For the 12-month period ending February 28, 2021, the airport had 60,253 aircraft operations, an average of 165 per day: 89% general aviation, 9% air taxi, 3% military, and <1% scheduled commercial. At that time there were 22 aircraft based at this airport: 12 single-engine, 7 multi-engine, and 3 jet.

== Historical air service ==
In 1975, Southern Airways became the first airline to serve Oxford with direct flights to Greenwood and Memphis using Martin 404 piston airliners. There were two flights per day to each destination. Republic Airlines took over both routes using Swearingen Metroliners after they merged with Southern Airways in 1979. Due to an increase in demand, Republic upgraded the service to Convair 580 turboprop airliners in 1981. Republic Airlines left Oxford in 1985. In 1985, Flight Line added direct flights to Greenwood, Jackson, Memphis, and Tupelo using Piper Navajo and Cessna 402 piston aircraft.

More recently, in 2013, Southern Airways Express began flying from Oxford to Destin, Panama City, Jackson, and Gulfport using Cessna 208B turboprop aircraft.

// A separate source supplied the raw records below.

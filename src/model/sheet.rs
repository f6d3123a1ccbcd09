//! Sheet layout: rows (shelves) of placed parts.

use serde::{Deserialize, Serialize};

/// A part positioned on a sheet. `(x, y)` is the bottom-left corner.
#[derive(Debug, Clone, PartialEq, Serialize, Deserialize)]
pub struct Placement {
    pub name: String,
    pub x: f64,
    pub y: f64,
    pub width: f64,
    pub height: f64,
}

impl Placement {
    /// Get the right edge X coordinate.
    pub fn x_max(&self) -> f64 {
        self.x + self.width
    }

    /// Get the top edge Y coordinate.
    pub fn y_max(&self) -> f64 {
        self.y + self.height
    }

    /// Footprint area.
    pub fn area(&self) -> f64 {
        self.width * self.height
    }

    /// Check whether two placements overlap (touching edges do not count).
    pub fn overlaps(&self, other: &Placement) -> bool {
        use crate::config::EPS;

        let x_overlap = self.x < other.x_max() - EPS && other.x < self.x_max() - EPS;
        let y_overlap = self.y < other.y_max() - EPS && other.y < self.y_max() - EPS;
        x_overlap && y_overlap
    }

    /// Check whether the placement lies inside a `width` x `height` sheet.
    pub fn is_within(&self, width: f64, height: f64) -> bool {
        use crate::config::float_cmp::in_range;

        in_range(self.x, 0.0, width)
            && in_range(self.y, 0.0, height)
            && in_range(self.x_max(), 0.0, width)
            && in_range(self.y_max(), 0.0, height)
    }
}

/// A horizontal shelf within a sheet.
#[derive(Debug, Clone, PartialEq, Serialize, Deserialize)]
pub struct Row {
    /// Offset of the row's bottom edge.
    pub y: f64,
    /// Fixed at creation to the depth of the first part.
    pub height: f64,
    /// Consumed width including one kerf per placement.
    pub used_width: f64,
    pub placements: Vec<Placement>,
}

impl Row {
    /// Open a row at `y` holding `name` as its first part.
    pub fn open(y: f64, name: &str, width: f64, depth: f64, kerf: f64) -> Self {
        Self {
            y,
            height: depth,
            used_width: width + kerf,
            placements: vec![Placement {
                name: name.to_string(),
                x: 0.0,
                y,
                width,
                height: depth,
            }],
        }
    }

    /// Check whether a part can join this row on a sheet of `sheet_width`.
    pub fn accepts(&self, width: f64, depth: f64, sheet_width: f64) -> bool {
        use crate::config::float_cmp::fits;

        fits(self.height, depth) && fits(sheet_width - self.used_width, width)
    }

    /// Append a part at the current end of the row.
    pub fn place(&mut self, name: &str, width: f64, depth: f64, kerf: f64) {
        self.placements.push(Placement {
            name: name.to_string(),
            x: self.used_width,
            y: self.y,
            width,
            height: depth,
        });
        self.used_width += width + kerf;
    }
}

/// One physical stock panel.
#[derive(Debug, Clone, PartialEq, Serialize, Deserialize)]
pub struct Sheet {
    /// 1-based, in creation order.
    pub id: usize,
    /// Consumed height including one kerf per row.
    pub used_height: f64,
    pub rows: Vec<Row>,
}

impl Sheet {
    /// Create an empty sheet.
    pub fn new(id: usize) -> Self {
        Self {
            id,
            used_height: 0.0,
            rows: Vec::new(),
        }
    }

    /// Open a new row at the current used height and place the part in it.
    pub fn open_row(&mut self, name: &str, width: f64, depth: f64, kerf: f64) {
        self.rows
            .push(Row::open(self.used_height, name, width, depth, kerf));
        self.used_height += depth + kerf;
    }

    /// Iterate over all placements in row order.
    pub fn placements(&self) -> impl Iterator<Item = &Placement> {
        self.rows.iter().flat_map(|r| r.placements.iter())
    }

    /// Number of parts on this sheet.
    pub fn placement_count(&self) -> usize {
        self.rows.iter().map(|r| r.placements.len()).sum()
    }

    /// Total area covered by parts.
    pub fn used_area(&self) -> f64 {
        self.placements().map(Placement::area).sum()
    }
}

/// Output of one packing run.
#[derive(Debug, Clone, PartialEq, Serialize, Deserialize)]
pub struct PackingResult {
    pub sheet_width: f64,
    pub sheet_height: f64,
    pub sheets: Vec<Sheet>,
}

impl PackingResult {
    /// Number of sheets used.
    pub fn sheet_count(&self) -> usize {
        self.sheets.len()
    }

    /// Number of parts placed over all sheets.
    pub fn placement_count(&self) -> usize {
        self.sheets.iter().map(Sheet::placement_count).sum()
    }

    /// Material cost at the given unit price.
    pub fn cost(&self, unit_price: f64) -> f64 {
        self.sheet_count() as f64 * unit_price
    }

    /// Area of one sheet.
    pub fn sheet_area(&self) -> f64 {
        self.sheet_width * self.sheet_height
    }

    /// Fraction of a sheet's area covered by parts, in `0.0..=1.0` for valid layouts.
    pub fn utilization(&self, sheet: &Sheet) -> f64 {
        let area = self.sheet_area();
        if area <= 0.0 {
            return 0.0;
        }
        sheet.used_area() / area
    }

    /// Overall utilization across all sheets.
    pub fn total_utilization(&self) -> f64 {
        let total = self.sheet_area() * self.sheet_count() as f64;
        if total <= 0.0 {
            return 0.0;
        }
        self.sheets.iter().map(Sheet::used_area).sum::<f64>() / total
    }
}

#[cfg(test)]
mod tests {
    use super::*;
    use crate::config::float_cmp::approx_eq;

    fn placement(x: f64, y: f64, w: f64, h: f64) -> Placement {
        Placement {
            name: "P".to_string(),
            x,
            y,
            width: w,
            height: h,
        }
    }

    // ==================== Placement tests ====================

    #[test]
    fn test_overlap_detected() {
        let a = placement(0.0, 0.0, 100.0, 100.0);
        let b = placement(50.0, 50.0, 100.0, 100.0);
        assert!(a.overlaps(&b));
        assert!(b.overlaps(&a));
    }

    #[test]
    fn test_touching_edges_do_not_overlap() {
        let a = placement(0.0, 0.0, 100.0, 100.0);
        let b = placement(100.0, 0.0, 100.0, 100.0);
        let c = placement(0.0, 100.0, 100.0, 100.0);
        assert!(!a.overlaps(&b));
        assert!(!a.overlaps(&c));
    }

    #[test]
    fn test_is_within() {
        assert!(placement(0.0, 0.0, 1810.0, 900.0).is_within(1810.0, 900.0));
        assert!(!placement(10.0, 0.0, 1810.0, 900.0).is_within(1810.0, 900.0));
    }

    // ==================== Row tests ====================

    #[test]
    fn test_row_open_and_place() {
        let mut row = Row::open(453.0, "B-1", 600.0, 300.0, 3.0);
        assert_eq!(row.used_width, 603.0);
        assert!(row.accepts(600.0, 300.0, 1810.0));
        row.place("B-2", 600.0, 300.0, 3.0);
        assert_eq!(row.placements[1].x, 603.0);
        assert_eq!(row.placements[1].y, 453.0);
        assert_eq!(row.used_width, 1206.0);
    }

    #[test]
    fn test_row_rejects_deeper_part() {
        let row = Row::open(0.0, "B-1", 600.0, 300.0, 3.0);
        assert!(!row.accepts(100.0, 301.0, 1810.0));
    }

    #[test]
    fn test_row_rejects_when_full() {
        let row = Row::open(0.0, "A-1", 1500.0, 300.0, 3.0);
        assert!(!row.accepts(400.0, 100.0, 1810.0));
    }

    // ==================== Sheet tests ====================

    #[test]
    fn test_sheet_open_row_advances_height() {
        let mut sheet = Sheet::new(1);
        sheet.open_row("A", 900.0, 450.0, 3.0);
        sheet.open_row("B", 600.0, 300.0, 3.0);
        assert_eq!(sheet.used_height, 756.0);
        assert_eq!(sheet.rows[1].y, 453.0);
        assert_eq!(sheet.placement_count(), 2);
    }

    #[test]
    fn test_result_cost_and_utilization() {
        let mut sheet = Sheet::new(1);
        sheet.open_row("A", 500.0, 500.0, 0.0);
        let result = PackingResult {
            sheet_width: 1000.0,
            sheet_height: 1000.0,
            sheets: vec![sheet],
        };
        assert_eq!(result.cost(2250.0), 2250.0);
        assert!(approx_eq(result.utilization(&result.sheets[0]), 0.25));
        assert!(approx_eq(result.total_utilization(), 0.25));
    }
}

The service lasted until 2016 when it was quietly phased out. The airport currently has no airline service.

== Charter operations ==
The airport serves most charter flights for the University of Mississippi. Basketball, Baseball, Volleyball, and Soccer bring many different aircraft. These include Embraer E145 regional jets from United Express, Dornier 328JET aircraft from Ultimate Jet, and the Boeing 737-200 for Ameristar.

== Recent developments ==
In 2017, a new apron was built at the airport in order to accommodate more aircraft during football season. A new fuel depot has been constructed, and the airport has received luggage belt loaders and ground power units.